[Start of section]
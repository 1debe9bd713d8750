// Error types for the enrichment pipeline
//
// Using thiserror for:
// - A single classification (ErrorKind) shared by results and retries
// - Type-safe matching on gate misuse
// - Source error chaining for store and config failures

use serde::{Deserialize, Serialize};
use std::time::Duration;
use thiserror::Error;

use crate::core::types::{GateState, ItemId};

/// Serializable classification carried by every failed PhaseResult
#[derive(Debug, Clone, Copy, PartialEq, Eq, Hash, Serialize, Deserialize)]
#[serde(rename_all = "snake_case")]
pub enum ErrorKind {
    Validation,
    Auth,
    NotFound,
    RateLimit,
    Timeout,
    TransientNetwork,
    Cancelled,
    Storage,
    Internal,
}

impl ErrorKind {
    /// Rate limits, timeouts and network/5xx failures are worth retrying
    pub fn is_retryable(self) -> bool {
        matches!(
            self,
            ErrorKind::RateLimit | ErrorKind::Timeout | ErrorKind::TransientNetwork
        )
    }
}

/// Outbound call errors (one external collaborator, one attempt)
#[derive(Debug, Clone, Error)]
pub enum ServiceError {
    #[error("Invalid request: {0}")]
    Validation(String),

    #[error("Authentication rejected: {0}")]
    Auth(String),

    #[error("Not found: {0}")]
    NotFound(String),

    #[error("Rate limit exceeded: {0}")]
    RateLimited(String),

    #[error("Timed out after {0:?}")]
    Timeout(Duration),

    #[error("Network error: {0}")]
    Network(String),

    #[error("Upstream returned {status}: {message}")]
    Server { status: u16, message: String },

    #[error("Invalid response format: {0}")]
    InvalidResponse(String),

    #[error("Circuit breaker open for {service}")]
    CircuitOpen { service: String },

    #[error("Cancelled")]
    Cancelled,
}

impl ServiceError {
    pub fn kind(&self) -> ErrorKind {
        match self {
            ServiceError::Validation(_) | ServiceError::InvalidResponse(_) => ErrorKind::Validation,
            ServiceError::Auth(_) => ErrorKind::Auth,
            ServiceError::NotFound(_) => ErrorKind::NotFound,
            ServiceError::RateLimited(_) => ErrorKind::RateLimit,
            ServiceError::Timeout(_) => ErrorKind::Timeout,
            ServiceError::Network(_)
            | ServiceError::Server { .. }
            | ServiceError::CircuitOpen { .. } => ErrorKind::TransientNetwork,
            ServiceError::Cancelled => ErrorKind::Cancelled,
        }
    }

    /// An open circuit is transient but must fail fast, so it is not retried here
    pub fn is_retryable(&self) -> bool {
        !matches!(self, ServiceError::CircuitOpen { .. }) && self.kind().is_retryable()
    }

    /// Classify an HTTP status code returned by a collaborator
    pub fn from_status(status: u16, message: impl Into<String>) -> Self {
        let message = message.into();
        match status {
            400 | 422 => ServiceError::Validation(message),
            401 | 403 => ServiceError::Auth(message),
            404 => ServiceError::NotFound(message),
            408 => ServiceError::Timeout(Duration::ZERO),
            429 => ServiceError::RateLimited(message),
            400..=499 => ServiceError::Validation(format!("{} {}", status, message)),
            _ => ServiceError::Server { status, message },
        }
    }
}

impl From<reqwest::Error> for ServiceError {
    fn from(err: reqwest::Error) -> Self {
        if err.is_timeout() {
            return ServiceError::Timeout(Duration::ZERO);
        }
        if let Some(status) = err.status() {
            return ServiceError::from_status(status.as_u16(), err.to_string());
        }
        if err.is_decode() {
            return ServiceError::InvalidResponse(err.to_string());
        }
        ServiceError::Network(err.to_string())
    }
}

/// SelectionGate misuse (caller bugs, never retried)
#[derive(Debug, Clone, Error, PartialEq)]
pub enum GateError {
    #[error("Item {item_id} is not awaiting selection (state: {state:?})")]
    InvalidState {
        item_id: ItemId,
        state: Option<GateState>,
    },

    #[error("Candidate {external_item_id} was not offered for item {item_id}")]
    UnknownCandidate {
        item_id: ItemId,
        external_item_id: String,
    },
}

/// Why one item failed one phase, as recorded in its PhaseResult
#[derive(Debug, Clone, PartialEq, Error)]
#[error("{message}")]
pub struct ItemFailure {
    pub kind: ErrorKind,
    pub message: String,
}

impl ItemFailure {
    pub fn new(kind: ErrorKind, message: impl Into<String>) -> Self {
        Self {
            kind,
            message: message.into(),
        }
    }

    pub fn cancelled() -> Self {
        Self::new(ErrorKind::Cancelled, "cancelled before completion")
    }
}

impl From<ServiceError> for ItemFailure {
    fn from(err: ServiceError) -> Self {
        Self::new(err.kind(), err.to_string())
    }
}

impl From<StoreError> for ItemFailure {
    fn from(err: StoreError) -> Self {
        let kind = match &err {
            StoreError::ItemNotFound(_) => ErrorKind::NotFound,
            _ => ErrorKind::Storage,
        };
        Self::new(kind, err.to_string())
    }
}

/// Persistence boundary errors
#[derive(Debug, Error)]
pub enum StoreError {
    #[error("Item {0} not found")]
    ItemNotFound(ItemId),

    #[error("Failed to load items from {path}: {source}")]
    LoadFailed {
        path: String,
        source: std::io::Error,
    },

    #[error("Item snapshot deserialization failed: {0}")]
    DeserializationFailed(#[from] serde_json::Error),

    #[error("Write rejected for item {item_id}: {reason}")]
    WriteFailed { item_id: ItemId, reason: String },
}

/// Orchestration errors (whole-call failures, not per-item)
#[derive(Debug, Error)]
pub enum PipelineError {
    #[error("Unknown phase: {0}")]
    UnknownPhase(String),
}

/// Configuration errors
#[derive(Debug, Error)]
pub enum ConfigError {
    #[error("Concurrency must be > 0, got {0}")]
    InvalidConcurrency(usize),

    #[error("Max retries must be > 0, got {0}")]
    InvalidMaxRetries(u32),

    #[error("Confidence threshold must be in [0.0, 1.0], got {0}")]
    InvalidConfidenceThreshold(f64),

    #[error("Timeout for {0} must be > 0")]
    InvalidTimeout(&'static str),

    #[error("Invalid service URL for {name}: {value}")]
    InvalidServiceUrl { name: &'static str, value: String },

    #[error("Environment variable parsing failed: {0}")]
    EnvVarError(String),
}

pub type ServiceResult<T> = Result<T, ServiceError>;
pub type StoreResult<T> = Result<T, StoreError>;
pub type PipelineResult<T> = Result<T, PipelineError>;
[End of section]
# Try it
Please copy every line from the entries that includes the word "failures".

# Completed task
// - Source error chaining for store and config failures
    /// Rate limits, timeouts and network/5xx failures are worth retrying
/// Orchestration errors (whole-call failures, not per-item)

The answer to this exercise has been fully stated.